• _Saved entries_
= = = = = = =

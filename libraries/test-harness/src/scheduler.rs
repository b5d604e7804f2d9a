//! Concurrent execution.
//!
//! Workers share one cursor into the catalog. Claiming a test means scanning
//! forward from the cursor under the lock and moving the cursor past the match;
//! the test itself runs after the lock is released. The cursor only moves
//! forward, so every selected slot is claimed exactly once.

use std::{
    io,
    num::NonZeroUsize,
    thread::{self, ScopedJoinHandle},
};

use hermit_sync::SpinMutex;
use test_catalog::{Catalog, Filter, TestDesc};

use crate::{execute, Reporter, RunConfig, RunSummary};

pub struct Scheduler<'a, 'f> {
    catalog: Catalog<'a>,
    filter: Filter<'f>,
    // index of the first slot not yet examined
    cursor: SpinMutex<usize>,
}

impl<'a, 'f> Scheduler<'a, 'f> {
    pub fn new(catalog: Catalog<'a>, filter: Filter<'f>) -> Self {
        Self {
            catalog,
            filter,
            cursor: SpinMutex::new(0),
        }
    }

    /// Reserve the next selected test, or `None` once the catalog is exhausted.
    pub fn claim_next(&self) -> Option<&'a TestDesc> {
        let mut cursor = self.cursor.lock();

        match self.catalog.next_match(*cursor, &self.filter) {
            Some((index, desc)) => {
                *cursor = index + 1;
                Some(desc)
            }
            None => {
                *cursor = self.catalog.len();
                None
            }
        }
    }

    pub fn cursor(&self) -> usize {
        *self.cursor.lock()
    }

    /// Claim and execute tests until none remain.
    pub fn work(&self, worker: usize, reporter: &Reporter<'_>) -> RunSummary {
        let mut summary = RunSummary::default();

        while let Some(desc) = self.claim_next() {
            log::trace!("worker {} claimed {}", worker, desc.function_name);

            let result = execute(desc);

            reporter.outcome(desc, &result, Some(worker));
            summary.record(&result);
        }

        log::debug!("worker {} done, {} tests executed", worker, summary.executed);

        summary
    }

    /// Run the selected tests on `workers` threads and sum up their results.
    ///
    /// No more workers are started than there are selected tests. A worker that
    /// cannot be started is reported and the run continues with the others. If
    /// none can be started the calling thread does the work.
    pub fn run(&self, workers: NonZeroUsize, reporter: &Reporter<'_>) -> RunSummary {
        self.run_with_spawner(workers, reporter, &NamedThreads)
    }

    pub(crate) fn run_with_spawner(
        &self,
        workers: NonZeroUsize,
        reporter: &Reporter<'_>,
        spawner: &impl IWorkerSpawner,
    ) -> RunSummary {
        let selected = self.catalog.matching(self.filter).count();
        let workers = workers.get().min(selected).max(1);

        thread::scope(|scope| {
            let mut handles = Vec::with_capacity(workers);

            for worker in 0..workers {
                match spawner.spawn(scope, worker, move || self.work(worker, reporter)) {
                    Ok(handle) => handles.push(handle),
                    Err(err) => {
                        log::error!("failed to start worker {}: {}", worker, err);
                        reporter.worker_start_failed(worker, &err);
                    }
                }
            }

            log::debug!("{} of {} workers started", handles.len(), workers);

            if handles.is_empty() {
                log::warn!("no worker could be started, running tests on the calling thread");
                return self.work(0, reporter);
            }

            handles
                .into_iter()
                .enumerate()
                .map(|(worker, handle)| {
                    handle.join().unwrap_or_else(|_| {
                        log::error!("worker {} panicked outside of a test", worker);
                        RunSummary::default()
                    })
                })
                .sum()
        })
    }
}

/// Starts scheduler workers inside a thread scope.
pub(crate) trait IWorkerSpawner {
    fn spawn<'scope, F>(
        &self,
        scope: &'scope thread::Scope<'scope, '_>,
        worker: usize,
        work: F,
    ) -> io::Result<ScopedJoinHandle<'scope, RunSummary>>
    where
        F: FnOnce() -> RunSummary + Send + 'scope;
}

struct NamedThreads;

impl IWorkerSpawner for NamedThreads {
    fn spawn<'scope, F>(
        &self,
        scope: &'scope thread::Scope<'scope, '_>,
        worker: usize,
        work: F,
    ) -> io::Result<ScopedJoinHandle<'scope, RunSummary>>
    where
        F: FnOnce() -> RunSummary + Send + 'scope,
    {
        thread::Builder::new()
            .name(format!("micro-tests-worker-{}", worker))
            .spawn_scoped(scope, work)
    }
}

/// Run every selected test once, spread over `threads` workers.
pub fn run_concurrent(
    catalog: Catalog<'_>,
    config: &RunConfig,
    threads: NonZeroUsize,
    reporter: &Reporter<'_>,
) -> RunSummary {
    if config.print_banner {
        reporter.multithreaded_banner(threads.get());
    }

    let summary = Scheduler::new(catalog, config.filter()).run(threads, reporter);

    reporter.summary(summary.failures);

    summary
}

= = = = = = =

• _Problem details_
The expected response is every record, reproduced word for word.

• _Solution_
filename libraries/test-harness/src/scheduler.rs
repository b5d604e7804f2d9a
//! Concurrent execution.
//!
//! Workers share one cursor into the catalog. Claiming a test means scanning
//! forward from the cursor under the lock and moving the cursor past the match;
//! the test itself runs after the lock is released. The cursor only moves
//! forward, so every selected slot is claimed exactly once.

use std::{
    io,
    num::NonZeroUsize,
    thread::{self, ScopedJoinHandle},
};

use hermit_sync::SpinMutex;
use test_catalog::{Catalog, Filter, TestDesc};

use crate::{execute, Reporter, RunConfig, RunSummary};

pub struct Scheduler<'a, 'f> {
    catalog: Catalog<'a>,
    filter: Filter<'f>,
    // index of the first slot not yet examined
    cursor: SpinMutex<usize>,
}

impl<'a, 'f> Scheduler<'a, 'f> {
    pub fn new(catalog: Catalog<'a>, filter: Filter<'f>) -> Self {
        Self {
            catalog,
            filter,
            cursor: SpinMutex::new(0),
        }
    }

    /// Reserve the next selected test, or `None` once the catalog is exhausted.
    pub fn claim_next(&self) -> Option<&'a TestDesc> {
        let mut cursor = self.cursor.lock();

        match self.catalog.next_match(*cursor, &self.filter) {
            Some((index, desc)) => {
                *cursor = index + 1;
                Some(desc)
            }
            None => {
                *cursor = self.catalog.len();
                None
            }
        }
    }

    pub fn cursor(&self) -> usize {
        *self.cursor.lock()
    }

    /// Claim and execute tests until none remain.
    pub fn work(&self, worker: usize, reporter: &Reporter<'_>) -> RunSummary {
        let mut summary = RunSummary::default();

        while let Some(desc) = self.claim_next() {
            log::trace!("worker {} claimed {}", worker, desc.function_name);

            let result = execute(desc);

            reporter.outcome(desc, &result, Some(worker));
            summary.record(&result);
        }

        log::debug!("worker {} done, {} tests executed", worker, summary.executed);

        summary
    }

    /// Run the selected tests on `workers` threads and sum up their results.
    ///
    /// No more workers are started than there are selected tests. A worker that
    /// cannot be started is reported and the run continues with the others. If
    /// none can be started the calling thread does the work.
    pub fn run(&self, workers: NonZeroUsize, reporter: &Reporter<'_>) -> RunSummary {
        self.run_with_spawner(workers, reporter, &NamedThreads)
    }

    pub(crate) fn run_with_spawner(
        &self,
        workers: NonZeroUsize,
        reporter: &Reporter<'_>,
        spawner: &impl IWorkerSpawner,
    ) -> RunSummary {
        let selected = self.catalog.matching(self.filter).count();
        let workers = workers.get().min(selected).max(1);

        thread::scope(|scope| {
            let mut handles = Vec::with_capacity(workers);

            for worker in 0..workers {
                match spawner.spawn(scope, worker, move || self.work(worker, reporter)) {
                    Ok(handle) => handles.push(handle),
                    Err(err) => {
                        log::error!("failed to start worker {}: {}", worker, err);
                        reporter.worker_start_failed(worker, &err);
                    }
                }
            }

            log::debug!("{} of {} workers started", handles.len(), workers);

            if handles.is_empty() {
                log::warn!("no worker could be started, running tests on the calling thread");
                return self.work(0, reporter);
            }

            handles
                .into_iter()
                .enumerate()
                .map(|(worker, handle)| {
                    handle.join().unwrap_or_else(|_| {
                        log::error!("worker {} panicked outside of a test", worker);
                        RunSummary::default()
                    })
                })
                .sum()
        })
    }
}

/// Starts scheduler workers inside a thread scope.
pub(crate) trait IWorkerSpawner {
    fn spawn<'scope, F>(
        &self,
        scope: &'scope thread::Scope<'scope, '_>,
        worker: usize,
        work: F,
    ) -> io::Result<ScopedJoinHandle<'scope, RunSummary>>
    where
        F: FnOnce() -> RunSummary + Send + 'scope;
}

struct NamedThreads;

impl IWorkerSpawner for NamedThreads {
    fn spawn<'scope, F>(
        &self,
        scope: &'scope thread::Scope<'scope, '_>,
        worker: usize,
        work: F,
    ) -> io::Result<ScopedJoinHandle<'scope, RunSummary>>
    where
        F: FnOnce() -> RunSummary + Send + 'scope,
    {
        thread::Builder::new()
            .name(format!("micro-tests-worker-{}", worker))
            .spawn_scoped(scope, work)
    }
}

/// Run every selected test once, spread over `threads` workers.
pub fn run_concurrent(
    catalog: Catalog<'_>,
    config: &RunConfig,
    threads: NonZeroUsize,
    reporter: &Reporter<'_>,
) -> RunSummary {
    if config.print_banner {
        reporter.multithreaded_banner(threads.get());
    }

    let summary = Scheduler::new(catalog, config.filter()).run(threads, reporter);

    reporter.summary(summary.failures);

    summary
}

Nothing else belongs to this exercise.